Fortunately, ECMAScript now has a wonderful tool for doing that: arrow functions. Instead of the boring old:

```
function (a, b) { return a + b; };
```

we can type:

```
(a, b) => a + b;
```

Half as much typing! So let’s use this new syntax to rewrite our `mybind`

function:

```
let mybind = (fn, a) => (b) => fn(b, a);
```

Isn’t that so much better for confusing inexperienced programmers?

As you can probably tell, I’m not a fan of this shorthand syntax. I feel that it obscures function bodies, making them implicit, and at a glance it looks too similar to a simple expression. I’m sure mathematicians love it, but I came to computer science via science and it makes my brain hurt.

### Now With Added Curry

Functional programmers are also likely unsatisfied with my mentioning currying at the start of the article, because *technically* the problem is about partial application via function binding. So let me show why I thought “currying” when I saw the problem.

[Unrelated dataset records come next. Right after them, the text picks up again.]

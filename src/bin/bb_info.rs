//! Display statistics of a basic block profile
use bbv_profiler::BbProfile;
use clap::Parser;
use cli_table::{Cell, Table, print_stdout};
use std::{collections::HashMap, path::PathBuf};

#[derive(Parser)]
#[command(version, about, long_about = None)]
struct Cli {
    /// Path to .bb file
    profile: PathBuf,

    /// Number of blocks to list
    #[arg(short, long, default_value = "10")]
    top: usize,

    /// Dump the parsed profile as json instead
    #[arg(long)]
    json: bool,
}

fn main() -> anyhow::Result<()> {
    env_logger::init();
    let args = Cli::parse();
    let profile = BbProfile::read(&args.profile)?;

    if args.json {
        println!("{}", serde_json::to_string_pretty(&profile)?);
        return Ok(());
    }

    if let Some(tid) = profile.tid {
        println!("Thread {}", tid);
    }
    if let Some(command) = &profile.command {
        println!("Command:{}", command);
    }
    for (name, low_address) in &profile.images {
        println!("Image {} at 0x{:x}", name, low_address);
    }
    println!(
        "Got {} slices and {} executed blocks{}",
        profile.slices.len(),
        profile.blocks.len(),
        if profile.complete { "" } else { " (truncated)" }
    );

    let total_instructions = profile.total_instructions();
    println!("Instructions in slice vectors: {}", total_instructions);
    if let Some(count) = profile.dynamic_instruction_count {
        println!("Dynamic instruction count: {}", count);
    }
    if let Some(size) = profile.slice_size {
        println!("Slice size: {}", size);
    }
    let ldv_slices = profile.slices.iter().filter(|s| !s.ldv.is_empty()).count();
    if ldv_slices > 0 {
        let mut buckets = [0u64; 32];
        for slice in &profile.slices {
            for (bucket, count) in &slice.ldv {
                buckets[(*bucket as usize).min(31)] += count;
            }
        }
        println!("Reuse distance buckets over {} slices:", ldv_slices);
        for (bucket, count) in buckets.iter().enumerate() {
            if *count > 0 {
                println!("- bucket {}: {}", bucket, count);
            }
        }
    }

    println!("Top blocks by instruction count:");
    let summaries: HashMap<u32, _> = profile.blocks.iter().map(|b| (b.id, b)).collect();
    let mut items: Vec<(u32, u64)> = profile.block_totals().into_iter().collect();
    items.sort_by_key(|(_, count)| *count);
    let mut table = vec![];
    for (id, count) in items.iter().rev().take(args.top) {
        let range = match summaries.get(id) {
            Some(summary) => format!("0x{:08x}:0x{:08x}", summary.start, summary.end),
            None => "?".to_string(),
        };
        table.push(vec![
            id.cell(),
            range.cell(),
            count.cell(),
            format!(
                "{:.2}",
                *count as f64 * 100.0 / total_instructions.max(1) as f64
            )
            .cell(),
        ]);
    }
    let table = table.table().title(vec![
        "Block Id".cell(),
        "Address Range".cell(),
        "Instructions".cell(),
        "Share (%)".cell(),
    ]);
    print_stdout(table)?;

    Ok(())
}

Here’s our problem and solution in shiny new ECMA syntax:

```
let add = (a, b) => a + b;
let mybind = (fn, a) => (b) => fn(b, a);
let add2 = mybind(add, 2);
console.log(add2(5));
```

Currying is taking a function with multiple arguments, and reducing it to a sequence of applications of functions with a single argument. So *f(x,y,z)* becomes *f’(x)(y)(z)*, where *f’* is the curried version of *f*. *f’(x)* returns an unnamed function, and when that function is called with the value `y`

*that* returns a function, and when *that* function is called with the value `z`

it returns the answer.

We can then go further and say that *f(x,y,z)* is *curry(f)(x)(y)(z)* where *curry* is the currying function which takes *f* and returns *f’*.

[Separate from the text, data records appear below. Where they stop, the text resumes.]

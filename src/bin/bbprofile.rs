//! Replay a monitoring event log and write basic block profiles for SimPoint
use bbv_profiler::{
    EventLogDecoder, LdvMode, Profiler, ProfilerConfig, get_command_line, get_tqdm_style,
    replay_event,
};
use clap::{Parser, ValueEnum};
use log::info;
use std::{fs::File, path::PathBuf};

#[derive(Copy, Clone, ValueEnum)]
enum Ldv {
    /// No LRU stack distance vectors
    None,
    /// Logarithmic buckets with random replacement
    Approx,
    /// Exact stack distances
    Exact,
}

impl From<Ldv> for LdvMode {
    fn from(value: Ldv) -> Self {
        match value {
            Ldv::None => LdvMode::None,
            Ldv::Approx => LdvMode::Approx,
            Ldv::Exact => LdvMode::Exact,
        }
    }
}

#[derive(Parser)]
#[command(version, about, long_about = None)]
struct Cli {
    /// Path to event log
    event_path: PathBuf,

    /// Load profiler configuration from a json file, flags override it
    #[arg(long)]
    config: Option<PathBuf>,

    /// Output base name, e.g.,
    /// thread 0 goes to: {output}.T.0.bb
    #[arg(short, long)]
    output: Option<String>,

    /// Slice size in instructions
    #[arg(short, long)]
    slice_size: Option<u64>,

    /// Do not emit symbolic information for markers
    #[arg(long)]
    nosymbolic: bool,

    /// Do not emit the first slice
    #[arg(long)]
    no_emit_first: bool,

    /// Do not emit the last slice when it is shorter than the slice size
    #[arg(long)]
    no_emit_last: bool,

    /// Emit execution counts of preceding blocks in ( blk:count ... ) format
    #[arg(long)]
    emit_previous_block_counts: bool,

    /// Collect LRU stack distance vectors
    #[arg(long, value_enum)]
    ldv_type: Option<Ldv>,

    /// Use PID for naming files
    #[arg(long)]
    pid: bool,

    /// Length (instruction count) of slices, one file per thread with a
    /// ':tidN' suffix, may be repeated
    #[arg(long)]
    lengthfile: Vec<String>,
}

impl Cli {
    fn profiler_config(&self) -> anyhow::Result<ProfilerConfig> {
        let mut config = match &self.config {
            Some(path) => ProfilerConfig::from_json_file(path)?,
            None => ProfilerConfig::default(),
        };
        if let Some(output) = &self.output {
            config.output = output.clone();
        }
        if let Some(slice_size) = self.slice_size {
            config.slice_size = slice_size;
        }
        if self.nosymbolic {
            config.symbolic = false;
        }
        if self.no_emit_first {
            config.emit_first = false;
        }
        if self.no_emit_last {
            config.emit_last = false;
        }
        if self.emit_previous_block_counts {
            config.emit_previous_block_counts = true;
        }
        if let Some(ldv) = self.ldv_type {
            config.ldv = ldv.into();
        }
        if self.pid {
            config.use_pid = true;
        }
        if !self.lengthfile.is_empty() {
            config.length_files = self.lengthfile.clone();
        }
        config.command_line = get_command_line();
        Ok(config)
    }
}

fn main() -> anyhow::Result<()> {
    env_logger::init();
    let args = Cli::parse();
    let config = args.profiler_config()?;
    let profiler = Profiler::new(config)?;

    let file = File::open(&args.event_path)?;
    println!("Replaying events from {}", args.event_path.display());

    // progress follows the compressed bytes consumed
    let pbar = indicatif::ProgressBar::new(file.metadata()?.len());
    pbar.set_style(get_tqdm_style()?);

    let mut num_events: u64 = 0;
    for event in EventLogDecoder::open(pbar.wrap_read(file))? {
        replay_event(&profiler, &event?)?;
        num_events += 1;
    }
    pbar.finish();

    info!("Replayed {} events", num_events);
    println!(
        "Replayed {} events, {} blocks, {} images, profiles written to {}.T.*.bb",
        num_events,
        profiler.num_blocks(),
        profiler.num_images(),
        profiler.config().output
    );
    Ok(())
}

When I saw the problem, I imagined a curried add function:

```
let cadd = (a) => (b) => add(b, a);
```

The imaginary curried add `cadd(a)`

would return a function which, when applied to `b`

, would call `add(a, b)`

and return the result.

The `cadd`

function is similar to mybind, except that `mybind`

takes an additional argument for the function to apply instead of `add`

:

```
let mybind = (fn, a) => (b) => fn(b, a);
```

So let’s finish the currying process. Given that we know what curried add would look like, we can write the currying function which, given `add`

, returns `cadd`

:

```
let curry = (f) => (a) => (b) => f(b, a);
```

And sure enough:

```
let add = (a, b) => a + b;
let curry = (f) => (a) => (b) => f(a, b);
console.log( curry(add)(5)(2) ); // outputs 7
```

If you’re totally lost, don’t worry too much — this is pretty much useless, except for passing a computer science degree or terrifying people in technical interviews.